I would not support that argument. In my humble opinion it is not tenable in law. In my view, a police driver, like any other civil driver of a motor vehicle, owes a duty to the public to drive with due care and attention and without exposing the members of the public to unnecessary danger. The question that must be asked is this: Is it clear that the police driver, on this occasion, judged by the standard of an ordinary driver of a motor vehicle driven by an ordinary driver, on his private occasion, is to be held guilty of negligence causing the accident? The answer in this case is clearly “Yes”. To drive at an excessive speed, at lunch time, on Ngong road, and attempt to overtake in the face of oncoming traffic, even with your siren on, is, in my view, highly reckless. Now, Rule 83 of the Traffic Act, Cap 403, only gives police vehicles “priority”, but does not exempt them from the speed limit applicable to that road.
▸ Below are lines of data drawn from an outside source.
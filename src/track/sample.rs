use std::collections::BTreeMap;

use serde::{Deserialize, Serialize};

/// 2Dバウンディングボックス（画像座標）
#[derive(Debug, Clone, Copy, PartialEq, Serialize, Deserialize)]
pub struct BoundingBox {
    pub x: f64,
    pub y: f64,
    pub w: f64,
    pub h: f64,
}

/// 1つの (frame, person) 観測
#[derive(Debug, Clone, Default, PartialEq)]
pub struct KeypointSample {
    pub frame: i64,
    pub person: i64,
    /// ロール順の関節位置。欠損フレームは None
    pub keypoints_3d: Option<Vec<[f64; 3]>>,
    /// 関節の向き (w, x, y, z)
    pub keypoints_quat: Option<Vec<[f64; 4]>>,
    pub bbox: Option<BoundingBox>,
    /// 関節ごとの信頼度
    pub confidence: Option<Vec<f64>>,
    /// 姿勢評価などの派生カラム
    pub metrics: BTreeMap<String, f64>,
}

impl KeypointSample {
    pub fn new(frame: i64, person: i64, keypoints_3d: Vec<[f64; 3]>) -> Self {
        Self {
            frame,
            person,
            keypoints_3d: Some(keypoints_3d),
            ..Self::default()
        }
    }

    pub fn key(&self) -> (i64, i64) {
        (self.frame, self.person)
    }
}

/// 1人の人物が毎フレーム存在する最大連続区間 `[start, end]`（両端含む）
#[derive(Debug, Clone, Copy, PartialEq, Eq, PartialOrd, Ord, Serialize, Deserialize)]
pub struct Event {
    pub start: i64,
    pub end: i64,
}

impl Event {
    pub fn frame_count(&self) -> usize {
        (self.end - self.start + 1) as usize
    }
}

/// 昇順のフレーム番号列を連続区間に分割
///
/// 次のフレームが直前 +1 でなければ新しい区間を始める。
pub fn contiguous_events<I: IntoIterator<Item = i64>>(frames: I) -> Vec<Event> {
    let mut events: Vec<Event> = Vec::new();
    for frame in frames {
        if let Some(event) = events.last_mut() {
            if frame <= event.end + 1 {
                event.end = event.end.max(frame);
                continue;
            }
        }
        events.push(Event { start: frame, end: frame });
    }
    events
}
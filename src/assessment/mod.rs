//! 姿勢評価（体幹角度と腕の挙上）

mod batch;
mod engine;
mod plane;

pub use batch::AssessmentSummary;
pub use engine::{ArmMetrics, AssessmentEngine, AssessmentResult, BodyPlanes, METRIC_COLUMNS};
pub use plane::{angle_between, angle_signed, to_degrees, Plane};
//! ライブラリ全体のエラー型
//!
//! コンポーネントごとに型付きエラーを持ち、`Error` で束ねる。
//! 失敗した操作は状態を一切変更しない。

use thiserror::Error;

use crate::skeleton::Role;

pub type Result<T> = std::result::Result<T, Error>;

/// スケルトンカタログのエラー
#[derive(Debug, Clone, PartialEq, Eq, Error)]
pub enum CatalogError {
    #[error("unknown skeleton definition '{name}' (available: {available})")]
    UnknownSkeleton { name: String, available: String },
    #[error("skeleton '{skeleton}' references undefined joint '{joint}'")]
    InvalidLayout { skeleton: String, joint: String },
}

/// 床平面キャリブレーションのエラー
#[derive(Debug, Clone, PartialEq, Error)]
pub enum CalibrationError {
    #[error("floor plane ({a}, {b}, {c}, {d}) is degenerate or not finite")]
    InvalidPlane { a: f64, b: f64, c: f64, d: f64 },
    #[error("{name} axis {axis:?} is not finite")]
    InvalidAxis { name: &'static str, axis: [f64; 3] },
}

/// トラックストアのエラー
#[derive(Debug, Clone, PartialEq, Eq, Error)]
pub enum TrackError {
    #[error(
        "frame {frame} person {person}: expected {expected} keypoints, found {found}"
    )]
    Validation {
        frame: i64,
        person: i64,
        expected: usize,
        found: usize,
    },
    #[error("sample for frame {frame} person {person} already exists")]
    DuplicateSample { frame: i64, person: i64 },
    #[error(
        "cannot merge {sources:?} into {target}: identities overlap in frames {frames:?}"
    )]
    IdentityConflict {
        target: i64,
        sources: Vec<i64>,
        frames: Vec<i64>,
    },
    #[error("person id {0} is already in use")]
    PersonIdInUse(i64),
    #[error("no sample for frame {frame} person {person}")]
    UnknownSample { frame: i64, person: i64 },
}

/// 1フレーム分の姿勢評価のエラー（バッチ処理では行単位でスキップされる）
#[derive(Debug, Clone, Copy, PartialEq, Eq, Error)]
pub enum AssessmentError {
    #[error("skeleton has no joint for role {0:?}")]
    MissingRole(Role),
    #[error("geometric degeneracy: {0}")]
    GeometricDegeneracy(&'static str),
}

#[derive(Debug, Error)]
pub enum Error {
    #[error(transparent)]
    Catalog(#[from] CatalogError),
    #[error(transparent)]
    Calibration(#[from] CalibrationError),
    #[error(transparent)]
    Track(#[from] TrackError),
    #[error(transparent)]
    Assessment(#[from] AssessmentError),
}

#[cfg(test)]
mod tests {
    use super::*;

    #[test]
    fn test_identity_conflict_display() {
        let err = TrackError::IdentityConflict {
            target: 1,
            sources: vec![2, 3],
            frames: vec![4],
        };
        assert_eq!(
            err.to_string(),
            "cannot merge [2, 3] into 1: identities overlap in frames [4]"
        );
    }

    #[test]
    fn test_error_from_component() {
        let err: Error = CalibrationError::InvalidPlane { a: 0.0, b: 0.0, c: 0.0, d: 1.0 }.into();
        assert!(matches!(err, Error::Calibration(_)));
        assert!(err.to_string().contains("degenerate"));
    }
}
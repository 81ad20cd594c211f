//! 取り込み（書き手）と表示・エクスポート（読み手）が並行する環境向けの共有ハンドル
//!
//! 読み手は完全で不変なスナップショット (`Arc<TrackStore>`) を受け取る。
//! 書き手は現在の状態を複製して変更し、成功したときだけ丸ごと差し替える。
//! 読み手が変更途中の状態を観測することはない。

use std::sync::Arc;

use parking_lot::{Mutex, RwLock};

use super::row::MetricsRow;
use super::sample::KeypointSample;
use super::store::TrackStore;
use crate::error::TrackError;

#[derive(Debug, Default)]
pub struct SharedTrackStore {
    current: RwLock<Arc<TrackStore>>,
    /// 書き手を1つに直列化する
    writer: Mutex<()>,
}

impl SharedTrackStore {
    pub fn new(store: TrackStore) -> Self {
        Self {
            current: RwLock::new(Arc::new(store)),
            writer: Mutex::new(()),
        }
    }

    /// 現在の状態のスナップショット
    pub fn snapshot(&self) -> Arc<TrackStore> {
        Arc::clone(&self.current.read())
    }

    /// 複製に対して `f` を適用し、成功したら公開する
    ///
    /// `f` が失敗した場合は何も公開しない。
    pub fn update<T, E>(&self, f: impl FnOnce(&mut TrackStore) -> Result<T, E>) -> Result<T, E> {
        let _writer = self.writer.lock();
        let mut next = TrackStore::clone(&self.snapshot());
        let out = f(&mut next)?;
        *self.current.write() = Arc::new(next);
        Ok(out)
    }

    /// 状態を丸ごと置き換える
    pub fn replace(&self, store: TrackStore) {
        let _writer = self.writer.lock();
        *self.current.write() = Arc::new(store);
    }

    pub fn append(&self, sample: KeypointSample) -> Result<(), TrackError> {
        self.update(|store| store.append(sample))
    }

    pub fn remove_persons(&self, ids: &[i64]) -> usize {
        let _writer = self.writer.lock();
        let mut next = TrackStore::clone(&self.snapshot());
        let removed = next.remove_persons(ids);
        if removed > 0 {
            *self.current.write() = Arc::new(next);
        }
        removed
    }

    pub fn merge_persons(&self, target: i64, sources: &[i64]) -> Result<usize, TrackError> {
        self.update(|store| store.merge_persons(target, sources))
    }

    pub fn split_person(&self, id: i64, at_frame: i64, new_id: i64) -> Result<usize, TrackError> {
        self.update(|store| store.split_person(id, at_frame, new_id))
    }

    pub fn attach_metrics(&self, rows: Vec<MetricsRow>) -> Result<usize, TrackError> {
        self.update(|store| store.attach_metrics(rows))
    }
}

#[cfg(test)]
mod tests {
    use super::*;
    use std::thread;

    fn sample(frame: i64, person: i64) -> KeypointSample {
        KeypointSample::new(frame, person, vec![[0.0, 0.0, 0.0]])
    }

    #[test]
    fn test_snapshot_is_isolated_from_later_writes() {
        let shared = SharedTrackStore::new(TrackStore::new());
        shared.append(sample(0, 1)).unwrap();
        let before = shared.snapshot();
        shared.append(sample(1, 1)).unwrap();
        assert_eq!(before.len(), 1);
        assert_eq!(shared.snapshot().len(), 2);
    }

    #[test]
    fn test_failed_update_publishes_nothing() {
        let shared = SharedTrackStore::new(TrackStore::new());
        shared.append(sample(0, 1)).unwrap();
        shared.append(sample(0, 2)).unwrap();
        let before = shared.snapshot();
        assert!(shared.merge_persons(1, &[2]).is_err());
        assert!(Arc::ptr_eq(&before, &shared.snapshot()));
    }

    #[test]
    fn test_replace_swaps_whole_store() {
        let shared = SharedTrackStore::new(TrackStore::new());
        shared.append(sample(0, 1)).unwrap();
        let before = shared.snapshot();

        let mut next = TrackStore::new();
        next.append(sample(5, 9)).unwrap();
        next.append(sample(6, 9)).unwrap();
        shared.replace(next);

        assert_eq!(before.person_ids(), vec![1]);
        let after = shared.snapshot();
        assert_eq!(after.person_ids(), vec![9]);
        assert_eq!(after.frame_range(), Some((5, 6)));
    }

    #[test]
    fn test_readers_never_see_partial_merge() {
        let mut store = TrackStore::new();
        for frame in 0..200 {
            store.append(sample(frame, 1 + frame % 2)).unwrap();
        }
        let shared = Arc::new(SharedTrackStore::new(store));

        let reader = {
            let shared = Arc::clone(&shared);
            thread::spawn(move || {
                for _ in 0..500 {
                    let snap = shared.snapshot();
                    let ids = snap.person_ids();
                    // 付け替え前 [1, 2] か後 [1] のどちらか
                    assert!(ids == vec![1, 2] || ids == vec![1], "torn state: {ids:?}");
                    assert_eq!(snap.len(), 200);
                }
            })
        };
        shared.merge_persons(1, &[2]).unwrap();
        reader.join().unwrap();
        assert_eq!(shared.snapshot().frame_count_for_person(1), 200);
    }
}
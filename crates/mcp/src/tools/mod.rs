pub mod fetch;
pub mod search;
mod registry;

pub use fetch::{FetchMetadata, FetchOutput, FetchTool};
pub use registry::{
    json_schema_array, json_schema_object, json_schema_string, validate_arguments, Tool,
    ToolRegistry,
};
pub use search::{SearchHit, SearchOutput, SearchTool};

use dossier_core::storage::RecordStore;
use dossier_core::RecordId;
use std::sync::Arc;

/// Settings shared by the record tools
#[derive(Debug, Clone)]
pub struct ToolSettings {
    /// Base URL used to build citation links for records
    pub public_url: String,
    /// Cap on the number of search hits returned
    pub max_results: usize,
}

impl ToolSettings {
    /// Citation link for a record
    pub fn record_url(&self, id: &RecordId) -> String {
        format!("{}/users/{}", self.public_url.trim_end_matches('/'), id)
    }
}

impl Default for ToolSettings {
    fn default() -> Self {
        Self {
            public_url: "http://localhost:8000".to_string(),
            max_results: 10,
        }
    }
}

/// The connector's tool set: `search` then `fetch`
pub fn standard_registry(store: Arc<dyn RecordStore>, settings: ToolSettings) -> ToolRegistry {
    let settings = Arc::new(settings);
    ToolRegistry::new(vec![
        Arc::new(SearchTool::new(store.clone(), settings.clone())),
        Arc::new(FetchTool::new(store, settings)),
    ])
}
Rule 83 states as follows:
“Every driver shall, upon hearing the sound of any gong, bell (other than a bicycle bell) or siren indicating the approach of a police vehicle, ambulance or fire engine, at once give such vehicle right of way, and if necessary pull his vehicle to the nearside of the road and stop until the police vehicle, ambulance or fire engine has passed”.
In England, unlike here in Kenya, the Traffic Act, expressly exempts police, fire brigade and ambulance vehicles from observing the applicable speed limits. Even then, in the case of Gaynor (supra) the Court held that that section only enables the driver of such vehicles to escape criminal sanction or liability, but not the civil liability in negligence. It is, therefore, my considered view that the police driver in this case was as guilty of negligence as the bus driver, and I hold both equally liable for this accident. Accordingly, and for reasons stated, this appeal, insofar as it relates to liability, is allowed. The Judgment of the lower court is set aside to that extent, and substituted with the Judgment holding both the first and second Appellant to bear 50% of the liability; and the 2nd Respondent 50% liability. The Appellants shall have the costs of this appeal. The lower court’s judgment on quantum, and the award of costs, shall remain undisturbed.
Those shall be the orders of this court.
Dated and delivered at Nairobi this 8th day of August, 2005.